Reposant sur des hypothèses et des sources parfois différentes entre pays, les évaluations de la comptabilité nationale pour la France sont assez proches du premier constat à l’exception des Pays Bas qui ne sont plus en tête des pays européens : en 2018, le ratio est le plus élevé en France : 6,8% du PIB devant la Suède (6,6%). Viennent ensuite les États-Unis et l’Autriche (6,1%) les Pays-Bas (5,9%) et le Danemark (5,7%). Le ratio allemand est à 5%, celui du Royaume-Uni est de 4,2% et celui de l’Italie à 3,1%.
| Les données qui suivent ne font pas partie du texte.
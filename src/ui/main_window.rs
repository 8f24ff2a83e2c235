use std::cell::RefCell;
use std::rc::Rc;

use fltk::{
    app::Sender,
    browser::HoldBrowser,
    button::Button,
    enums::{Align, CallbackTrigger, Color, Font, FrameType},
    frame::Frame,
    group::{Flex, FlexType},
    input::Input,
    menu::MenuBar,
    misc::Progress,
    prelude::*,
    text::{TextBuffer, TextDisplay, WrapMode},
    window::Window,
};

use crate::app::domain::{HomeTab, Message};
use crate::app::infrastructure::native::{APP_NAME, SPLASH_BACKGROUND, SPLASH_SPINNER_COLOR};

pub const WINDOW_WIDTH: i32 = 420;
pub const WINDOW_HEIGHT: i32 = 760;

/// Message sent when a list row is picked, by row (0-based). Header and
/// "no results" rows carry `None`.
pub type RowActions = Rc<RefCell<Vec<Option<Message>>>>;

pub struct MainWidgets {
    pub wind: Window,
    pub flex: Flex,
    pub menu: MenuBar,
    pub status_strip: Frame,
    pub header: Flex,
    pub back_btn: Button,
    pub title: Frame,
    pub font_btn: Button,
    pub audio_btn: Button,
    pub share_btn: Button,
    pub subtitle: Frame,
    pub search: Input,
    pub tabs: Flex,
    pub stories_tab: Button,
    pub bible_tab: Button,
    pub progress: Progress,
    pub list: HoldBrowser,
    pub row_actions: RowActions,
    pub reader: TextDisplay,
    pub reader_buf: TextBuffer,
    pub pager: Flex,
    pub prev_btn: Button,
    pub position: Frame,
    pub next_btn: Button,
    pub toast: Frame,
    pub nav_home: Button,
    pub nav_stories: Button,
    pub nav_share: Button,
    pub nav_settings: Button,
    /// Language revision the language-only labels were last painted for.
    pub label_revision: Option<u64>,
}

/// Borderless launch window shown until the app asks to hide it.
pub fn build_splash_window() -> Window {
    let mut splash = Window::default()
        .with_size(WINDOW_WIDTH, 240)
        .with_label(APP_NAME)
        .center_screen();
    splash.set_border(false);
    if let Ok(color) = Color::from_hex_str(SPLASH_BACKGROUND) {
        splash.set_color(color);
    }

    let mut name = Frame::new(0, 60, WINDOW_WIDTH, 60, None);
    name.set_label(&format!("📖 {APP_NAME}"));
    name.set_label_size(22);
    name.set_label_font(Font::HelveticaBold);

    let mut spinner = Frame::new(0, 140, WINDOW_WIDTH, 30, None);
    spinner.set_label("• • •");
    spinner.set_label_size(20);
    if let Ok(color) = Color::from_hex_str(SPLASH_SPINNER_COLOR) {
        spinner.set_label_color(color);
    }

    splash.end();
    splash
}

fn button(label: &str, sender: &Sender<Message>, msg: Message) -> Button {
    let mut btn = Button::default().with_label(label);
    btn.set_frame(FrameType::FlatBox);
    let s = *sender;
    btn.set_callback(move |_| s.send(msg.clone()));
    btn
}

pub fn build_main_window(sender: &Sender<Message>) -> MainWidgets {
    let mut wind = Window::new(100, 100, WINDOW_WIDTH, WINDOW_HEIGHT, APP_NAME);
    wind.set_xclass("KidsBible");

    let mut flex = Flex::new(0, 0, WINDOW_WIDTH, WINDOW_HEIGHT, None);
    flex.set_type(FlexType::Column);

    let menu = MenuBar::new(0, 0, 0, 30, "");
    flex.fixed(&menu, 30);

    let mut status_strip = Frame::default();
    status_strip.set_frame(FrameType::FlatBox);
    flex.fixed(&status_strip, 6);

    // Header: back arrow, title and per-screen tools
    let mut header = Flex::default();
    header.set_type(FlexType::Row);
    header.set_margin(4);
    let back_btn = button("@<-", sender, Message::Back);
    header.fixed(&back_btn, 40);
    let mut title = Frame::default();
    title.set_label_size(20);
    title.set_label_font(Font::HelveticaBold);
    title.set_align(Align::Left | Align::Inside | Align::Clip);
    let font_btn = button("Aa", sender, Message::CycleFontSize);
    header.fixed(&font_btn, 40);
    let audio_btn = button("🔊", sender, Message::PlayAudio);
    header.fixed(&audio_btn, 40);
    let share_btn = button("⇪", sender, Message::ShareCurrent);
    header.fixed(&share_btn, 40);
    header.end();
    flex.fixed(&header, 48);

    let mut subtitle = Frame::default();
    subtitle.set_label_size(13);
    subtitle.set_align(Align::Left | Align::Inside | Align::Wrap);
    flex.fixed(&subtitle, 40);

    let mut search = Input::default();
    search.set_text_size(15);
    search.set_trigger(CallbackTrigger::Changed);
    {
        let s = *sender;
        search.set_callback(move |i| s.send(Message::SetSearch(i.value())));
    }
    flex.fixed(&search, 34);

    let mut tabs = Flex::default();
    tabs.set_type(FlexType::Row);
    tabs.set_spacing(4);
    let stories_tab = button("", sender, Message::SetHomeTab(HomeTab::Stories));
    let bible_tab = button("", sender, Message::SetHomeTab(HomeTab::Bible));
    tabs.end();
    flex.fixed(&tabs, 36);

    let mut progress = Progress::default();
    progress.set_minimum(0.0);
    progress.set_maximum(1.0);
    progress.set_frame(FrameType::FlatBox);
    flex.fixed(&progress, 8);

    // Content: a list for catalogs and menus, a text view for reading
    let mut list = HoldBrowser::default();
    list.set_text_size(16);
    list.set_frame(FrameType::FlatBox);
    let row_actions: RowActions = Rc::new(RefCell::new(Vec::new()));
    {
        let s = *sender;
        let actions = row_actions.clone();
        list.set_callback(move |b| {
            let line = b.value();
            if line < 1 {
                return;
            }
            let picked = actions.borrow().get(line as usize - 1).cloned().flatten();
            match picked {
                Some(msg) => s.send(msg),
                // Headers are not selectable
                None => b.deselect(),
            }
        });
    }

    let reader_buf = TextBuffer::default();
    let mut reader = TextDisplay::default();
    reader.set_buffer(reader_buf.clone());
    reader.wrap_mode(WrapMode::AtBounds, 0);
    reader.set_frame(FrameType::FlatBox);
    reader.set_scrollbar_size(8);

    let mut pager = Flex::default();
    pager.set_type(FlexType::Row);
    pager.set_margin(6);
    let prev_btn = button("", sender, Message::PreviousPage);
    let mut position = Frame::default();
    position.set_label_font(Font::CourierBold);
    let next_btn = button("", sender, Message::NextPage);
    pager.end();
    flex.fixed(&pager, 52);

    let mut toast = Frame::default();
    toast.set_frame(FrameType::FlatBox);
    toast.set_label_size(14);
    toast.hide();
    flex.fixed(&toast, 30);

    let mut bottom_nav = Flex::default();
    bottom_nav.set_type(FlexType::Row);
    let nav_home = button("", sender, Message::GoHome);
    let nav_stories = button("", sender, Message::NavStories);
    let nav_share = button("", sender, Message::ShareApp);
    let nav_settings = button("", sender, Message::OpenSettings);
    bottom_nav.end();
    flex.fixed(&bottom_nav, 50);

    flex.end();
    wind.resizable(&flex);
    wind.end();

    MainWidgets {
        wind,
        flex,
        menu,
        status_strip,
        header,
        back_btn,
        title,
        font_btn,
        audio_btn,
        share_btn,
        subtitle,
        search,
        tabs,
        stories_tab,
        bible_tab,
        progress,
        list,
        row_actions,
        reader,
        reader_buf,
        pager,
        prev_btn,
        position,
        next_btn,
        toast,
        nav_home,
        nav_stories,
        nav_share,
        nav_settings,
        label_revision: None,
    }
}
Une fois de plus, on observe la complexité d’analyse d’un tel tableau. Dans le détail, les différences peuvent être toutes autres, traduisant des structures et spécialisations économiques différentes.

Par exemple, la part plus faible en Allemagne s’explique par les logiciels (0,8 % du PIB). À l’inverse, on constate une fois de plus la part trop élevée des logiciels en France : 3,3%. Pour la R&D, c’est en Allemagne et aux États-Unis que la part est la plus élevée (respectivement 2,9 % et 3% du PIB contre 1,9 % en France).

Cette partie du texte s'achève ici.